++++ INFORMATION SUPPLIED ++++

//! Schedule entry operations.

use jiff::civil::Date;
use rusqlite::params;

use super::utils::parse_text;
use crate::{
    error::{DatabaseResultExt, Result},
    models::ScheduleEntry,
};

const DELETE_GENERATED_SCHEDULE_SQL: &str = "DELETE FROM workout_schedule WHERE program_id = ?1 AND workout_id IN (SELECT id FROM workouts WHERE program_id = ?1 AND is_reference = 0)";
const UPSERT_SCHEDULE_SQL: &str = "INSERT INTO workout_schedule (program_id, workout_id, scheduled_date) VALUES (?1, ?2, ?3) \
     ON CONFLICT(workout_id) DO UPDATE SET program_id = excluded.program_id, scheduled_date = excluded.scheduled_date";
const SELECT_SCHEDULE_SQL: &str = "SELECT program_id, workout_id, scheduled_date FROM workout_schedule WHERE program_id = ?1 ORDER BY scheduled_date, workout_id";

impl super::Database {
    /// Removes the schedule entries of a program's non-reference workouts.
    pub fn delete_schedule_entries(&mut self, program_id: u64) -> Result<usize> {
        self.connection
            .execute(DELETE_GENERATED_SCHEDULE_SQL, params![program_id as i64])
            .db_context("Failed to delete schedule entries")
    }

    /// Creates or moves the schedule entry for a workout.
    pub fn upsert_schedule_entry(&mut self, program_id: u64, workout_id: u64, date: Date) -> Result<()> {
        self.connection
            .execute(
                UPSERT_SCHEDULE_SQL,
                params![program_id as i64, workout_id as i64, date.to_string()],
            )
            .db_context("Failed to upsert schedule entry")?;
        Ok(())
    }

    /// Lists a program's schedule entries in date order.
    pub fn list_schedule_entries(&self, program_id: u64) -> Result<Vec<ScheduleEntry>> {
        let mut stmt = self
            .connection
            .prepare(SELECT_SCHEDULE_SQL)
            .db_context("Failed to prepare query")?;

        stmt.query_map(params![program_id as i64], |row| {
            Ok(ScheduleEntry {
                program_id: row.get::<_, i64>(0)? as u64,
                workout_id: row.get::<_, i64>(1)? as u64,
                scheduled_date: parse_text(row, 2)?,
            })
        })
        .db_context("Failed to query schedule entries")?
        .collect::<std::result::Result<Vec<_>, _>>()
        .db_context("Failed to fetch schedule entries")
    }
}
//! Terminal rendering module for rich markdown output
//!
//! This module provides terminal rendering capabilities using termimad
//! for rich markdown display with optional fallback to plain text.

use anyhow::Result;
use cadence_core::{OperationStatus, display::Outcome};
use termimad::{MadSkin, crossterm::style::Color};

/// Terminal renderer that can switch between rich and plain text output
pub struct TerminalRenderer {
    rich_enabled: bool,
    skin: MadSkin,
}

fn outcome_color(outcome: Outcome) -> Color {
    match outcome {
        Outcome::Success => Color::Green,
        Outcome::Warning => Color::Yellow,
        Outcome::Failure => Color::Red,
    }
}

impl TerminalRenderer {
    pub fn new(rich_enabled: bool) -> Self {
        let mut skin = MadSkin::default();

        skin.set_headers_fg(Color::Blue);
        skin.bold.set_fg(Color::Yellow);
        skin.italic.set_fg(Color::Magenta);
        skin.code_block.set_bg(Color::AnsiValue(238));
        skin.inline_code.set_bg(Color::AnsiValue(238));

        Self { rich_enabled, skin }
    }

    /// Render markdown text to terminal
    pub fn render(&self, markdown: &str) -> Result<()> {
        if self.rich_enabled {
            // Headers are printed as-is so their hash marks stay visible.
            for line in markdown.lines() {
                if line.starts_with('#') {
                    println!("\x1b[34m{line}\x1b[0m");
                } else {
                    self.skin.print_inline(line);
                    println!();
                }
            }
        } else {
            print!("{markdown}");
        }
        Ok(())
    }

    /// Prints an operation status, colored by its outcome.
    pub fn status(&self, status: &OperationStatus) -> Result<()> {
        if self.rich_enabled {
            let mut skin = self.skin.clone();
            skin.paragraph.set_fg(outcome_color(status.outcome));
            skin.print_inline(status.to_string().trim_end());
            println!();
        } else {
            print!("{status}");
        }
        Ok(())
    }

    /// Prints text untouched, for output meant to be copied elsewhere.
    pub fn raw(&self, text: &str) {
        if text.ends_with('\n') {
            print!("{text}");
        } else {
            println!("{text}");
        }
    }
}

impl Default for TerminalRenderer {
    fn default() -> Self {
        Self::new(true)
    }
}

++++

§ ASSIGNMENT: Go through the records and copy all of them exactly.

§ SOLUTION BELOW:
//! Schedule entry operations.

use jiff::civil::Date;
use rusqlite::params;

use super::utils::parse_text;
use crate::{
    error::{DatabaseResultExt, Result},
    models::ScheduleEntry,
};

const DELETE_GENERATED_SCHEDULE_SQL: &str = "DELETE FROM workout_schedule WHERE program_id = ?1 AND workout_id IN (SELECT id FROM workouts WHERE program_id = ?1 AND is_reference = 0)";
const UPSERT_SCHEDULE_SQL: &str = "INSERT INTO workout_schedule (program_id, workout_id, scheduled_date) VALUES (?1, ?2, ?3) \
     ON CONFLICT(workout_id) DO UPDATE SET program_id = excluded.program_id, scheduled_date = excluded.scheduled_date";
const SELECT_SCHEDULE_SQL: &str = "SELECT program_id, workout_id, scheduled_date FROM workout_schedule WHERE program_id = ?1 ORDER BY scheduled_date, workout_id";

impl super::Database {
    /// Removes the schedule entries of a program's non-reference workouts.
    pub fn delete_schedule_entries(&mut self, program_id: u64) -> Result<usize> {
        self.connection
            .execute(DELETE_GENERATED_SCHEDULE_SQL, params![program_id as i64])
            .db_context("Failed to delete schedule entries")
    }

    /// Creates or moves the schedule entry for a workout.
    pub fn upsert_schedule_entry(&mut self, program_id: u64, workout_id: u64, date: Date) -> Result<()> {
        self.connection
            .execute(
                UPSERT_SCHEDULE_SQL,
                params![program_id as i64, workout_id as i64, date.to_string()],
            )
            .db_context("Failed to upsert schedule entry")?;
        Ok(())
    }

    /// Lists a program's schedule entries in date order.
    pub fn list_schedule_entries(&self, program_id: u64) -> Result<Vec<ScheduleEntry>> {
        let mut stmt = self
            .connection
            .prepare(SELECT_SCHEDULE_SQL)
            .db_context("Failed to prepare query")?;

        stmt.query_map(params![program_id as i64], |row| {
            Ok(ScheduleEntry {
                program_id: row.get::<_, i64>(0)? as u64,
                workout_id: row.get::<_, i64>(1)? as u64,
                scheduled_date: parse_text(row, 2)?,
            })
        })
        .db_context("Failed to query schedule entries")?
        .collect::<std::result::Result<Vec<_>, _>>()
        .db_context("Failed to fetch schedule entries")
    }
}
//! Terminal rendering module for rich markdown output
//!
//! This module provides terminal rendering capabilities using termimad
//! for rich markdown display with optional fallback to plain text.

use anyhow::Result;
use cadence_core::{OperationStatus, display::Outcome};
use termimad::{MadSkin, crossterm::style::Color};

/// Terminal renderer that can switch between rich and plain text output
pub struct TerminalRenderer {
    rich_enabled: bool,
    skin: MadSkin,
}

fn outcome_color(outcome: Outcome) -> Color {
    match outcome {
        Outcome::Success => Color::Green,
        Outcome::Warning => Color::Yellow,
        Outcome::Failure => Color::Red,
    }
}

impl TerminalRenderer {
    pub fn new(rich_enabled: bool) -> Self {
        let mut skin = MadSkin::default();

        skin.set_headers_fg(Color::Blue);
        skin.bold.set_fg(Color::Yellow);
        skin.italic.set_fg(Color::Magenta);
        skin.code_block.set_bg(Color::AnsiValue(238));
        skin.inline_code.set_bg(Color::AnsiValue(238));

        Self { rich_enabled, skin }
    }

    /// Render markdown text to terminal
    pub fn render(&self, markdown: &str) -> Result<()> {
        if self.rich_enabled {
            // Headers are printed as-is so their hash marks stay visible.
            for line in markdown.lines() {
                if line.starts_with('#') {
                    println!("\x1b[34m{line}\x1b[0m");
                } else {
                    self.skin.print_inline(line);
                    println!();
                }
            }
        } else {
            print!("{markdown}");
        }
        Ok(())
    }

    /// Prints an operation status, colored by its outcome.
    pub fn status(&self, status: &OperationStatus) -> Result<()> {
        if self.rich_enabled {
            let mut skin = self.skin.clone();
            skin.paragraph.set_fg(outcome_color(status.outcome));
            skin.print_inline(status.to_string().trim_end());
            println!();
        } else {
            print!("{status}");
        }
        Ok(())
    }

    /// Prints text untouched, for output meant to be copied elsewhere.
    pub fn raw(&self, text: &str) {
        if text.ends_with('\n') {
            print!("{text}");
        } else {
            println!("{text}");
        }
    }
}

impl Default for TerminalRenderer {
    fn default() -> Self {
        Self::new(true)
    }
}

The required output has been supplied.